É verdade que o Governo e o Presidente Nyusi estão sempre a dizer que nós consumimos mais do que produzimos, que nós temos que produzir mais, etc., mas quem é que consome mais do que se produz? A maioria da população de Moçambique vive abaixo da linha da pobreza. Quem é que pode ter coragem de ter tão pouco escrúpulo, que é capaz de dizer que o povo consome mais do que aquilo que produz? A outra coisa é como é que nós podemos justificar os problemas com baixa produção quando, durante mais de uma década, tivemos taxas de crescimento da economia de 7%, taxas de crescimento do PIB per capita de 5,5%? Mesmo no período de recessão de Moçambique, nestes últimos anos, as taxas de crescimento têm sido positivas. São muito baixas, mas são positivas.
O problema é a nossa estrutura económica; é o problema de quais são os incentivos à operação na economia; o problema de política pública e de distribuição de rendimento. São estas questões que nós temos que tratar para podermos lidar com questões desta natureza. Se nós formos a ver a outra componente, o portefólio do sistema bancário comercial em Moçambique, aproximadamente 55% e 60% de toda a actividade bancária, os investimentos, os créditos, o financiamento, o crédito, as aplicações financeiras dos bancos são para duas áreas improdutivas; uma são os títulos da dívida pública e a outra é o consumo de bens de luxo, naturalmente por parte dos investidores, dos capitalistas nacionais e internacionais que existem em Moçambique, do grupo dos novos-ricos com poder de compra, que estão a fazer casas de luxo, comprar carros de luxo, etc., esta é uma parte significativa da despesa dos bancos, para o financiamento deste consumo e os financiamentos dos títulos da dívida.
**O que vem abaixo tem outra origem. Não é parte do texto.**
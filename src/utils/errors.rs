// Copyright (c) 2025 Kirky.X
//
// Licensed under the MIT License
// See LICENSE file in the project root for full license information.

use crate::domain::repositories::RepositoryError;
use sea_orm::DbErr;
use serde::Serialize;
use std::fmt;
use thiserror::Error;

/// 流水线错误类型
///
/// 所有用例对外暴露的错误。每个变体对应一种错误类别，
/// 运维面板据此区分"稍后重试"、"数据问题"和"程序缺陷"。
#[derive(Error, Debug)]
pub enum PipelineError {
    /// 记录不存在
    #[error("{0} not found")]
    NotFound(String),

    /// 输入或外部数据不合法
    #[error("validation failed: {0}")]
    Validation(String),

    /// 外部服务（反查、富化、导出、消息通道）调用失败
    #[error("{service} request failed: {message}")]
    ExternalApi {
        service: &'static str,
        message: String,
    },

    /// 存储读写失败
    #[error("database error: {0}")]
    Database(String),

    /// 事务开启、提交或回滚失败
    #[error("transaction error: {0}")]
    Transaction(String),

    /// 超出调用方给定的期限
    #[error("operation timed out after {0:?}")]
    Timeout(std::time::Duration),
}

impl PipelineError {
    pub fn external(service: &'static str, err: impl fmt::Display) -> Self {
        Self::ExternalApi {
            service,
            message: err.to_string(),
        }
    }

    pub fn transaction(err: DbErr) -> Self {
        Self::Transaction(err.to_string())
    }

    pub fn kind(&self) -> ErrorKind {
        match self {
            Self::NotFound(_) => ErrorKind::NotFound,
            Self::Validation(_) => ErrorKind::Validation,
            Self::ExternalApi { .. } => ErrorKind::ExternalApi,
            Self::Database(_) => ErrorKind::Database,
            Self::Transaction(_) => ErrorKind::Transaction,
            Self::Timeout(_) => ErrorKind::Timeout,
        }
    }
}

impl From<RepositoryError> for PipelineError {
    fn from(err: RepositoryError) -> Self {
        match err {
            RepositoryError::NotFound(resource) => Self::NotFound(resource),
            RepositoryError::Database(db_err) => Self::Database(db_err.to_string()),
        }
    }
}

impl From<serde_json::Error> for PipelineError {
    fn from(err: serde_json::Error) -> Self {
        Self::Validation(err.to_string())
    }
}

/// 错误种类
#[derive(Debug, Clone, Copy, PartialEq, Eq, Serialize)]
#[serde(rename_all = "snake_case")]
pub enum ErrorKind {
    NotFound,
    Validation,
    ExternalApi,
    Database,
    Transaction,
    Timeout,
}

impl ErrorKind {
    pub fn class(self) -> ErrorClass {
        match self {
            ErrorKind::ExternalApi | ErrorKind::Timeout => ErrorClass::RetryLater,
            ErrorKind::Validation | ErrorKind::NotFound => ErrorClass::DataProblem,
            ErrorKind::Database | ErrorKind::Transaction => ErrorClass::Bug,
        }
    }
}

/// 面向运维的错误分类
#[derive(Debug, Clone, Copy, PartialEq, Eq, Serialize)]
#[serde(rename_all = "snake_case")]
pub enum ErrorClass {
    /// 外部服务暂时不可用，稍后重试即可
    RetryLater,
    /// 数据本身有问题，需要人工处理
    DataProblem,
    /// 程序或存储层缺陷
    Bug,
}

/// 批处理中单个条目的失败记录
#[derive(Debug, Clone, Serialize)]
pub struct ItemFailure {
    pub id: i32,
    pub kind: ErrorKind,
    pub class: ErrorClass,
    pub error: String,
}

impl From<(i32, PipelineError)> for ItemFailure {
    fn from((id, error): (i32, PipelineError)) -> Self {
        let kind = error.kind();
        Self {
            id,
            kind,
            class: kind.class(),
            error: error.to_string(),
        }
    }
}

/// Worker错误类型
#[derive(Error, Debug)]
pub enum WorkerError {
    #[error("流水线错误: {0}")]
    Pipeline(#[from] PipelineError),

    #[error("内部错误: {0}")]
    InternalError(String),
}
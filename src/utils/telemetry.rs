// Copyright (c) 2025 Kirky.X
//
// Licensed under the MIT License
// See LICENSE file in the project root for full license information.

use tracing_subscriber::{layer::SubscriberExt, util::SubscriberInitExt, EnvFilter};

const DEFAULT_FILTER: &str = "info,leadrs=debug";

/// 初始化日志订阅者
///
/// 过滤规则取自 `RUST_LOG`，未设置时使用 `info,leadrs=debug`。
/// `LOG_FORMAT=json` 时输出结构化 JSON 日志。
pub fn init_telemetry() {
    let filter = EnvFilter::try_from_default_env().unwrap_or_else(|_| DEFAULT_FILTER.into());
    let json = std::env::var("LOG_FORMAT")
        .map(|v| v.eq_ignore_ascii_case("json"))
        .unwrap_or(false);

    let registry = tracing_subscriber::registry().with(filter);
    if json {
        registry.with(tracing_subscriber::fmt::layer().json()).init();
    } else {
        registry.with(tracing_subscriber::fmt::layer()).init();
    }
}
// Copyright (c) 2025 Kirky.X
//
// Licensed under the MIT License
// See LICENSE file in the project root for full license information.

use crate::utils::errors::WorkerError;
use async_trait::async_trait;

/// Worker trait定义
///
/// 所有后台工作器都必须实现此trait
#[async_trait]
pub trait Worker: Send + Sync {
    /// 运行工作器
    async fn run(&self) -> Result<(), WorkerError>;

    /// 获取工作器名称
    fn name(&self) -> &str;
}
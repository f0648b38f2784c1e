// Copyright (c) 2025 Kirky.X
//
// Licensed under the MIT License
// See LICENSE file in the project root for full license information.

use crate::application::dto::domain_request::{DomainQueryRequest, UpdateDomainRequest};
use crate::application::use_cases::domain_admin::{DomainAdmin, DomainPage};
use crate::domain::models::domain::Domain;
use crate::domain::repositories::domain_repository::DomainRepository;
use crate::presentation::errors::AppError;
use axum::{
    extract::{Path, Query},
    Extension, Json,
};
use std::sync::Arc;

/// 域名列表查询处理器
pub async fn list_domains<DR: DomainRepository + 'static>(
    Extension(admin): Extension<Arc<DomainAdmin<DR>>>,
    Query(query): Query<DomainQueryRequest>,
) -> Result<Json<DomainPage>, AppError> {
    Ok(Json(admin.list(&query).await?))
}

pub async fn get_domain<DR: DomainRepository + 'static>(
    Extension(admin): Extension<Arc<DomainAdmin<DR>>>,
    Path(id): Path<i32>,
) -> Result<Json<Domain>, AppError> {
    Ok(Json(admin.get(id).await?))
}

/// 运维更新域名字段
pub async fn update_domain<DR: DomainRepository + 'static>(
    Extension(admin): Extension<Arc<DomainAdmin<DR>>>,
    Path(id): Path<i32>,
    Json(request): Json<UpdateDomainRequest>,
) -> Result<Json<Domain>, AppError> {
    Ok(Json(admin.update_domain(id, request).await?))
}

pub async fn trash_domain<DR: DomainRepository + 'static>(
    Extension(admin): Extension<Arc<DomainAdmin<DR>>>,
    Path(id): Path<i32>,
) -> Result<Json<Domain>, AppError> {
    Ok(Json(admin.trash(id).await?))
}
// Copyright (c) 2025 Kirky.X
//
// Licensed under the MIT License
// See LICENSE file in the project root for full license information.

/// 领域层模块
///
/// 该模块包含系统的核心业务概念，包括：
/// - 领域模型（models）：核心业务实体和数据结构
/// - 仓库接口（repositories）：数据持久化抽象接口
/// - 服务（services）：外部协作方的抽象接口
///
/// 领域层不依赖于任何具体的外部实现。
pub mod models;
pub mod repositories;
pub mod services;
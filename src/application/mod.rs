// Copyright (c) 2025 Kirky.X
//
// Licensed under the MIT License
// See LICENSE file in the project root for full license information.

/// 应用程序模块
///
/// 包含流水线的业务逻辑和用例实现，与基础设施分离
pub mod dto;
pub mod use_cases;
A parte da despesa bancária que vai para a produção e para o comércio está a diminuir significativamente com percentagem da despesa total, da actividade total do sector bancário. E a parte que vai para a produção, apesar de estar a diminuir como percentagem, vai para os megaprojectos porque é nesses onde a rentabilidade está garantida; são esses que podem pagar os juros.
Com taxas de referência bancária de 17%, com juros reais de 8 a 10%, com taxas de reservas obrigatórias de quase 40%, o que é que vamos fazer com o sistema bancário nacional? Vamos transformá-lo num sistema que é completamente especulativo e completamente inútil para a promoção da produção.